Write out every line exactly, from the first line of the records below through the line that contains "use url::Url;".

■ Excerpted data:
----------------
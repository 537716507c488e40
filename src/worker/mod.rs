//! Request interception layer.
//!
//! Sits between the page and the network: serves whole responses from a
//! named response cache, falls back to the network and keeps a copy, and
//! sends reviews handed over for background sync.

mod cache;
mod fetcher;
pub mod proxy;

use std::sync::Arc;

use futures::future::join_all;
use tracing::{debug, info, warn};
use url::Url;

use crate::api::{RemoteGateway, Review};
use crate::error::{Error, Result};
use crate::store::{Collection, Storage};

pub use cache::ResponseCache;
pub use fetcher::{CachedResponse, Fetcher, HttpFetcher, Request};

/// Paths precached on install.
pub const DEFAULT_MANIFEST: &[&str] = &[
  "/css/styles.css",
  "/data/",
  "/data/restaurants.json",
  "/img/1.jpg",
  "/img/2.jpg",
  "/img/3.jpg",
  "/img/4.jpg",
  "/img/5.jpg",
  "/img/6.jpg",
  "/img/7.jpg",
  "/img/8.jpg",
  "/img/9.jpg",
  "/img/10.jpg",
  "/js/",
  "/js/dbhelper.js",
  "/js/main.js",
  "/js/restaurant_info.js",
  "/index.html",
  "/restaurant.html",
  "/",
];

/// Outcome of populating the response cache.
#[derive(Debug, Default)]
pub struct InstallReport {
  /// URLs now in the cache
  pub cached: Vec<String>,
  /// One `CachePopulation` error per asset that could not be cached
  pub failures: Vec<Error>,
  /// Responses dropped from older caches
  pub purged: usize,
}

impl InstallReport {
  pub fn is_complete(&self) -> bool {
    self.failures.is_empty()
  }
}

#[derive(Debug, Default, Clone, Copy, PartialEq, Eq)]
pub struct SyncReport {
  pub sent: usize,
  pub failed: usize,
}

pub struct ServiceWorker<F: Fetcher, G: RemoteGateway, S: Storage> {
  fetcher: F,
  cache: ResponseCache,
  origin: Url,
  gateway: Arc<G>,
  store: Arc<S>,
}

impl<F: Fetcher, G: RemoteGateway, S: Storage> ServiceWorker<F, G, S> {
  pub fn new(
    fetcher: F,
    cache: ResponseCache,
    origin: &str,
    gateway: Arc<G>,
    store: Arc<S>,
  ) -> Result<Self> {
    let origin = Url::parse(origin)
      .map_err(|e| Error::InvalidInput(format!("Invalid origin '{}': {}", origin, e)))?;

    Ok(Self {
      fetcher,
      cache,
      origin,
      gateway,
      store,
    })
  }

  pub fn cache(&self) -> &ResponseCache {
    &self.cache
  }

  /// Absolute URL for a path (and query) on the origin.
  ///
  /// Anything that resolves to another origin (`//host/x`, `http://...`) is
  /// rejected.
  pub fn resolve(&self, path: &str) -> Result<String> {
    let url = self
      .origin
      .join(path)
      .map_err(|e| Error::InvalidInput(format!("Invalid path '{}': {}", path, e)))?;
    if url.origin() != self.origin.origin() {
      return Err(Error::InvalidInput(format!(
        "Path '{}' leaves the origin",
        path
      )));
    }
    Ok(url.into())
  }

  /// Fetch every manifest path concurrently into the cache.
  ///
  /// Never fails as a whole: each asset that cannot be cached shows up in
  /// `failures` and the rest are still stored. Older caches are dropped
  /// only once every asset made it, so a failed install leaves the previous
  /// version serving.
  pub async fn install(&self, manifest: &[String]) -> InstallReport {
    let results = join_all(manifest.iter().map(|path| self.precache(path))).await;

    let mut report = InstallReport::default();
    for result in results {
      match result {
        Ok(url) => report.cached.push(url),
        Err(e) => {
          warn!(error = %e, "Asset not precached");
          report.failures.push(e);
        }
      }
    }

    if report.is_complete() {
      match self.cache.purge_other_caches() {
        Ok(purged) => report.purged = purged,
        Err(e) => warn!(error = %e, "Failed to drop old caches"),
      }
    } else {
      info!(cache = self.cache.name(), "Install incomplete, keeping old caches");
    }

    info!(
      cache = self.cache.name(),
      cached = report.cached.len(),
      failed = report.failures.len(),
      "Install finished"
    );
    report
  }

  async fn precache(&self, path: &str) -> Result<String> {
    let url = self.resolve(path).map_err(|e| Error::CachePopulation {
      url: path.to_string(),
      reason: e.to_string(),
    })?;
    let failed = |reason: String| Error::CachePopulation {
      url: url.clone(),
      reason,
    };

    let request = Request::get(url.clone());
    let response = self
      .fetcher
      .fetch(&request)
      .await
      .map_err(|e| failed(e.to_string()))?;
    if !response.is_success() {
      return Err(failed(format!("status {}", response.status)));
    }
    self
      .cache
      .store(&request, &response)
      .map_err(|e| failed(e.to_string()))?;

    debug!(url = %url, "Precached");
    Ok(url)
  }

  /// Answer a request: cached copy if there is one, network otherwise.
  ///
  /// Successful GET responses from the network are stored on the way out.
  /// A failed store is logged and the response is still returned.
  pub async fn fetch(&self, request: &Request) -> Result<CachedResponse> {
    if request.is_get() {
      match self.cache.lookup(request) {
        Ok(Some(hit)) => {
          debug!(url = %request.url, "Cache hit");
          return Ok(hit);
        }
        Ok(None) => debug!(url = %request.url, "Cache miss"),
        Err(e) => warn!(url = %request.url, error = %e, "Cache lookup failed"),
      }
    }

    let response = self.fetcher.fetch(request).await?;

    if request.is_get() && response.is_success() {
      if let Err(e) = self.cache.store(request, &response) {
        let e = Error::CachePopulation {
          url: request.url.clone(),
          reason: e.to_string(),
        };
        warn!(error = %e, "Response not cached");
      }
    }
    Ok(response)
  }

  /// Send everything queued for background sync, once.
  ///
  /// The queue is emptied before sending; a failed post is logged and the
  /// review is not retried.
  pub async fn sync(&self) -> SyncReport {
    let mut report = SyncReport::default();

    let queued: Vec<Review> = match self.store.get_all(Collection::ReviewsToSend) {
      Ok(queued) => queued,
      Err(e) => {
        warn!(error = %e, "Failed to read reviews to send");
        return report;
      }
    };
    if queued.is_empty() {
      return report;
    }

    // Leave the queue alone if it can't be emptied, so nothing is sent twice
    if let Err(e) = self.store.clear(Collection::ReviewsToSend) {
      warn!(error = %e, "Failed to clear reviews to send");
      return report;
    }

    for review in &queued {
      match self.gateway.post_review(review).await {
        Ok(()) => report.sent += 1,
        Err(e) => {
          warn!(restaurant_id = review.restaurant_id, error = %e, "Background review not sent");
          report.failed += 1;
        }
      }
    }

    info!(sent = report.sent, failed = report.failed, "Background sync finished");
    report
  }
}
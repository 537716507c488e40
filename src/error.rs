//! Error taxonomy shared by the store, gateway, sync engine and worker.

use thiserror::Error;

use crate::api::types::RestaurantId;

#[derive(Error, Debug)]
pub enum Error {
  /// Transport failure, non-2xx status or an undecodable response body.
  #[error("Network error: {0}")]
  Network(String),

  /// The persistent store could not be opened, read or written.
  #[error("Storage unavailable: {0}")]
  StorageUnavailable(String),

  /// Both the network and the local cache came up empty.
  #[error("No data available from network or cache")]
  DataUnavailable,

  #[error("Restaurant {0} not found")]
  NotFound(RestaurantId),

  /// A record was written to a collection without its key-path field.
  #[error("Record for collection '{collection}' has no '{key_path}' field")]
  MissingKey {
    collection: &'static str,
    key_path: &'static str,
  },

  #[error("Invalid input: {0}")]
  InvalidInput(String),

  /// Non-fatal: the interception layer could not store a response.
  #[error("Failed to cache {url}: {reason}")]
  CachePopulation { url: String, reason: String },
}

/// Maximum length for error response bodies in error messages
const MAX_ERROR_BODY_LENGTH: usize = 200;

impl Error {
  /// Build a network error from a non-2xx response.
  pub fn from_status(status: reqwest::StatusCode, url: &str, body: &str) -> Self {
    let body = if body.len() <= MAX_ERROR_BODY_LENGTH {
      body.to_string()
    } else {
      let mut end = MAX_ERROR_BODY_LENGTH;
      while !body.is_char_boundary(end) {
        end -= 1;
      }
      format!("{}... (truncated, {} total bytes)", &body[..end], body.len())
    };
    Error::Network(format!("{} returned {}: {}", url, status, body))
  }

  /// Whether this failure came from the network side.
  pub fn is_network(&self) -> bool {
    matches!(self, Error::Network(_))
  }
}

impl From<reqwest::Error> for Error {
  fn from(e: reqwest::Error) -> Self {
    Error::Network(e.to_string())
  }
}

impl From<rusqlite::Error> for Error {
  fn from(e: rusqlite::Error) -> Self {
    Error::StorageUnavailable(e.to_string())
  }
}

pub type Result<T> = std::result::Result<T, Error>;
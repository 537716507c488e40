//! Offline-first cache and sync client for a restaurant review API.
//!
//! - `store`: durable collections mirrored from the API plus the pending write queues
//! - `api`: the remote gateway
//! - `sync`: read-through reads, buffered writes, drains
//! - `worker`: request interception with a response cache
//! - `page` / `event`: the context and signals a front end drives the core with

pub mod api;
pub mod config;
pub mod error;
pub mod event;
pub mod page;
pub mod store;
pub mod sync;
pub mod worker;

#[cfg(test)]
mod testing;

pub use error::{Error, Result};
----------------
■ Written reply:
repository 537716507c488e40
filename src/worker/mod.rs
//! Request interception layer.
//!
//! Sits between the page and the network: serves whole responses from a
//! named response cache, falls back to the network and keeps a copy, and
//! sends reviews handed over for background sync.

mod cache;
mod fetcher;
pub mod proxy;

use std::sync::Arc;

use futures::future::join_all;
use tracing::{debug, info, warn};
use url::Url;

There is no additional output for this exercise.